Previous studies in identical twins have revealed that often one twin develops type 1 diabetes while the other twin remains disease-free, this may be due to how genetically at-risk individuals respond differently to environmental stimuli.
In some cases, the immune system will respond in a benign fashion, while in other cases it will begin an inflammatory response that can ultimately lead to diabetes.
During the study, the research team led by C. Garrison Fathman, M.D., studied differences in gene expression between two groups of mice.

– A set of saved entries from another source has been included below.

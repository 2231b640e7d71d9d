pub mod client;
pub mod parser;
pub mod report;
pub mod runner;
pub mod utils;

// Re-export common items
pub use client::{ApiTransport, HttpClient};
pub use report::generate_report;
pub use runner::{run_suite, RunOptions, ScenarioFilter};
pub use utils::config::Config;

The first group, non-obese diabetic mice, spontaneously develop type 1 diabetes.
The second group, mice genetically identical to the first group except for their MHC genes, responsible for causing diabetes.
The researchers looked at gene expression in three different tissues in the diabetic and non-diabetic mice at separate times after birth.
In the first few weeks of life, they found an explosion of changes in gene expression in the pancreatic lymph nodes, spleen and circulating blood cells of the diabetic mice compared with those in the non-diabetic mice.
At 8 weeks, this activity had quieted down. But several weeks later, when the mice were 12 weeks old, a second explosion of changes in gene expression occurred in the diabetic mice in all three tissues examined: pancreatic lymph nodes, spleen and blood cells.
According to Dr. Fathman, the results suggest that type 1 diabetes may not result from genetic mutations but from differences in how normal genes and gene variants are turned on and off during disease progression.
In addition to identifying altered genes that may indicate potential avenues for therapeutic or preventive treatments, the authors also found patterns of coordinated gene expression that may prove useful as biomarkers of disease onset or progression.
The study was supported by the National Institute of Allergy and Infectious Diseases, (NIAID) part of the National Institutes of Health.